I am tasked with designing a circuit for the following particulars:

A peak rectifier will be used as part of a DC power supply to supply an average DC output voltage of 15V, with maximum +/- 1V ripple. The load is 150 Ohms and the rectifier is fed from a 120 V, 60 Hz source after passing through a transformer. The diodes have 0.7 V drop when conducting.

I decided to use a half-wave rectifier, and now I need the voltage seen by the circuit after it passes the transformer. Since the windings of the transformer are not specified, I thought a possible way to do this might be to use the given average load voltage, and solve for the rms value of the source seen by the circuit, since VLavg should = the average of the source - the diode drop integrated over the conduction interval.

As such, I obviously needed to find the conduction interval, but I ran into a problem: I need the rms source voltage I'm trying to find to calculate the conduction interval.

Would solving for the conduction interval in terms of the source voltage that I want be sufficient, and then integrating as I wanted to, or is there a simpler method based on the specifications that I have ignored?

EDIT: Thought I might add my circuit to date for clarity. Note that the diode is assumed to have a constant 0.7V drop.

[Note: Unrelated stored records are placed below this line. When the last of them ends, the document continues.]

//! HTTP client construction
//!
//! Redirects are never followed by the transport; the prober counts them
//! itself. TLS verification and proxies are taken from [`NetworkSettings`].

use percent_encoding::percent_decode_str;
use reqwest::{redirect::Policy, Client, NoProxy, Proxy};
use std::time::Duration;
use url::Url;

/// Default `User-Agent` header value
pub const DEFAULT_USER_AGENT: &str = concat!("link-vigil/", env!("CARGO_PKG_VERSION"));

/// Transport settings shared by every request of one invocation
#[derive(Debug, Clone)]
pub struct NetworkSettings {
    pub user_agent: String,

    /// When false, invalid certificates are accepted
    pub verify_tls: bool,

    /// Route requests through `HTTP(S)_PROXY` / `ALL_PROXY`, honouring `NO_PROXY`
    pub use_env_proxy: bool,
}

impl Default for NetworkSettings {
    fn default() -> Self {
        Self {
            user_agent: DEFAULT_USER_AGENT.to_string(),
            verify_tls: true,
            use_env_proxy: true,
        }
    }
}

/// Which requests a proxy applies to
#[derive(Debug, Clone, Copy, PartialEq, Eq)]
pub enum ProxyScope {
    Http,
    Https,
    All,
}

/// A proxy read from the environment, credentials split out of the URL
#[derive(Debug, Clone, PartialEq, Eq)]
pub struct ProxySpec {
    pub scope: ProxyScope,
    /// Proxy URL with any userinfo removed
    pub url: Url,
    /// Percent-decoded `(username, password)` from the proxy URL
    pub credentials: Option<(String, String)>,
}

/// Builds the HTTP client used for probing
///
/// # Arguments
///
/// * `settings` - User agent, TLS and proxy settings
///
/// # Returns
///
/// * `Ok(Client)` - Successfully built HTTP client
/// * `Err(reqwest::Error)` - Failed to build client
///
/// # Example
///
/// ```no_run
/// use link_vigil::probe::{build_http_client, NetworkSettings};
///
/// let client = build_http_client(&NetworkSettings::default()).unwrap();
/// ```
pub fn build_http_client(settings: &NetworkSettings) -> Result<Client, reqwest::Error> {
    build_client_with_env(settings, |key| std::env::var(key).ok())
}

fn build_client_with_env<F>(settings: &NetworkSettings, lookup: F) -> Result<Client, reqwest::Error>
where
    F: Fn(&str) -> Option<String>,
{
    let mut builder = Client::builder()
        .user_agent(settings.user_agent.clone())
        .connect_timeout(Duration::from_secs(10))
        .redirect(Policy::none())
        .danger_accept_invalid_certs(!settings.verify_tls)
        .gzip(true)
        .brotli(true);

    if settings.use_env_proxy {
        for spec in proxies_from_env(lookup) {
            tracing::debug!("Using {:?} proxy {}", spec.scope, spec.url);
            builder = builder.proxy(build_proxy(spec)?);
        }
    } else {
        builder = builder.no_proxy();
    }

    builder.build()
}

/// Reads proxy settings through `lookup`
///
/// Upper-case variables win over lower-case ones. Unparsable values and
/// proxies that do not speak HTTP (`socks5://` and the like) are skipped with
/// a warning.
pub fn proxies_from_env<F>(lookup: F) -> Vec<ProxySpec>
where
    F: Fn(&str) -> Option<String>,
{
    let vars = [
        (ProxyScope::Https, "HTTPS_PROXY", "https_proxy"),
        (ProxyScope::Http, "HTTP_PROXY", "http_proxy"),
        (ProxyScope::All, "ALL_PROXY", "all_proxy"),
    ];

    vars.iter()
        .filter_map(|(scope, upper, lower)| {
            let raw = lookup(upper)
                .or_else(|| lookup(lower))
                .filter(|v| !v.trim().is_empty())?;
            match parse_proxy(*scope, raw.trim()) {
                Some(spec) if matches!(spec.url.scheme(), "http" | "https") => Some(spec),
                Some(spec) => {
                    tracing::warn!(
                        "Ignoring {} proxy {}: only http and https proxies are supported",
                        upper,
                        spec.url
                    );
                    None
                }
                None => {
                    tracing::warn!("Ignoring unparsable proxy setting {}={}", upper, raw);
                    None
                }
            }
        })
        .collect()
}

fn parse_proxy(scope: ProxyScope, raw: &str) -> Option<ProxySpec> {
    let mut url = Url::parse(raw).ok()?;
    let credentials = if url.username().is_empty() {
        None
    } else {
        let user = percent_decode_str(url.username()).decode_utf8_lossy().into_owned();
        let pass = url
            .password()
            .map(|p| percent_decode_str(p).decode_utf8_lossy().into_owned())
            .unwrap_or_default();
        Some((user, pass))
    };
    url.set_username("").ok()?;
    url.set_password(None).ok()?;
    Some(ProxySpec {
        scope,
        url,
        credentials,
    })
}

fn build_proxy(spec: ProxySpec) -> Result<Proxy, reqwest::Error> {
    let proxy = match spec.scope {
        ProxyScope::Http => Proxy::http(spec.url.as_str())?,
        ProxyScope::Https => Proxy::https(spec.url.as_str())?,
        ProxyScope::All => Proxy::all(spec.url.as_str())?,
    };
    let proxy = proxy.no_proxy(NoProxy::from_env());
    Ok(match spec.credentials {
        Some((user, pass)) => proxy.basic_auth(&user, &pass),
        None => proxy,
    })
}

simulate this circuit – Schematic created using CircuitLab

  • \$\begingroup\$ If you want 15V +/-1V you could assume the peak o/p voltage will be 16V and therefore before the rectifier it will be about 16.7Vpk. This will be a sinewave of RMS value 11.8V (11.8 x sqrt(2) = 16.7V). Does this help? You could also assume that the capacitance voltage decay over a full cycle is 2V (from 16V to 14V) and this is approximately linear and due to the load. The supply will perform better than this slightly BUT why not simulate it and therefore find the exact value you need for the transformer turns ratio. Given variations in the supply feed you might need a voltage regulator. \$\endgroup\$
    – Andy aka
    Jun 3, 2013 at 12:47
  • \$\begingroup\$ Ahh yes, of course! That makes sense. I was trying to figure out how to get an intermediate voltage that would allow me to conclude the RMS value. I will also simulate it later, but I was hoping to be able to nail down a paper approximation first. Your reasoning makes sense to me, I wish I could upvote it! Thanks! \$\endgroup\$ Jun 3, 2013 at 12:55

1 Answer 1


You can make some simplifying assumptions. They will add less noise to the result than the fluctuation of line voltage this circuit will encounter, so don't worry about it too much.

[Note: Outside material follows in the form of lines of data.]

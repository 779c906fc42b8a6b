//! Page scanning for fetched HTML
//!
//! The document is parsed once with `scraper` (html5ever underneath), and only
//! what the prober needs is kept: element ids and refresh directives. The
//! parsed tree is dropped before returning, so the summary is cheap to hold
//! across awaits.

use scraper::{Html, Selector};

/// What the prober needs to know about a fetched page
#[derive(Debug, Clone, Default, PartialEq, Eq)]
pub struct PageSummary {
    /// Every non-empty `id` attribute, in document order
    pub ids: Vec<String>,

    /// `content` of each `<meta http-equiv="refresh">`, in document order
    pub refreshes: Vec<String>,
}

/// Parses `html` and extracts anchor targets and refresh directives
///
/// Ids inside `<script>`, `<style>` and comments are not elements and are
/// never reported.
///
/// # Example
///
/// ```
/// use link_vigil::html::scan_page;
///
/// let page = scan_page(r#"<meta http-equiv="Refresh" content="5"><h2 id="usage">Usage</h2>"#);
/// assert_eq!(page.ids, vec!["usage".to_string()]);
/// assert_eq!(page.refreshes, vec!["5".to_string()]);
/// ```
pub fn scan_page(html: &str) -> PageSummary {
    let document = Html::parse_document(html);
    PageSummary {
        ids: extract_ids(&document),
        refreshes: extract_refreshes(&document),
    }
}

/// Extracts every non-empty `id` attribute
fn extract_ids(document: &Html) -> Vec<String> {
    let Ok(selector) = Selector::parse("[id]") else {
        return Vec::new();
    };

    document
        .select(&selector)
        .filter_map(|element| element.value().attr("id"))
        .filter(|id| !id.is_empty())
        .map(String::from)
        .collect()
}

/// Extracts the `content` of refresh meta tags
fn extract_refreshes(document: &Html) -> Vec<String> {
    let Ok(selector) = Selector::parse("meta[http-equiv]") else {
        return Vec::new();
    };

    document
        .select(&selector)
        .filter(|element| {
            element
                .value()
                .attr("http-equiv")
                .is_some_and(|v| v.trim().eq_ignore_ascii_case("refresh"))
        })
        .filter_map(|element| element.value().attr("content"))
        .map(String::from)
        .collect()
}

Assume that the capacitor is charged at the peak of each line cycle, and then discharges thru the resistor the rest of the time. The cap therefore has to not drop more than 2 V during 17 ms. You say your acceptable output voltage is 14 to 16 volts, so assume the cap gets charged to 16 volts. Discharging from 16 to 14 volts would take .134 time constants, since .134 time constants is 17 ms, you know that a full time constant is 125 ms, which is R x C. 125 ms / 150 Ω = 830 µF.

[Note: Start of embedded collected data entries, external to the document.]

use crate::config::types::Config;
use crate::config::validation::validate;
use crate::ConfigError;
use sha2::{Digest, Sha256};
use std::path::Path;

/// Parses and validates configuration from TOML text
pub fn parse_config(content: &str) -> Result<Config, ConfigError> {
    let config: Config = toml::from_str(content)?;
    validate(&config)?;
    Ok(config)
}

/// Loads and parses a configuration file from the given path
///
/// # Arguments
///
/// * `path` - Path to the TOML configuration file
///
/// # Returns
///
/// * `Ok(Config)` - Successfully loaded and validated configuration
/// * `Err(ConfigError)` - Failed to load, parse, or validate the configuration
///
/// # Example
///
/// ```no_run
/// use std::path::Path;
/// use link_vigil::config::load_config;
///
/// let config = load_config(Path::new("link-vigil.toml")).unwrap();
/// println!("Max redirects: {}", config.checker.max_redirects);
/// ```
pub fn load_config(path: &Path) -> Result<Config, ConfigError> {
    let content = std::fs::read_to_string(path)?;
    parse_config(&content)
}

/// Computes a SHA-256 hash of the configuration file content
///
/// Logged at startup so runs can be matched to the settings they used.
///
/// # Arguments
///
/// * `path` - Path to the TOML configuration file
///
/// # Returns
///
/// * `Ok(String)` - Hex-encoded SHA-256 hash of the file content
/// * `Err(ConfigError)` - Failed to read the file
pub fn compute_config_hash(path: &Path) -> Result<String, ConfigError> {
    let content = std::fs::read_to_string(path)?;
    let mut hasher = Sha256::new();
    hasher.update(content.as_bytes());
    Ok(hex::encode(hasher.finalize()))
}

/// Loads a configuration and returns both the config and its hash
pub fn load_config_with_hash(path: &Path) -> Result<(Config, String), ConfigError> {
    let config = load_config(path)?;
    let hash = compute_config_hash(path)?;
    Ok((config, hash))
}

Of course in practise you don't want to cut it that tight. At the very least, you want a 1 mF capacitor, but I'd probably use 1.5 mF or 2 mF. That will be electrolytic at this capacitance and voltage level. It should be rated for at least 20 V, although 25 V would provide longer life.

Note that the current provided by the transformer will come is large and short spikes, and their level will be directly proportional to the input line voltage. For robustness, you should design this circuit to operate properly from at least 105 V to 125 V AC. This gets tricky. There is a reason we use switchers and regulation nowadays.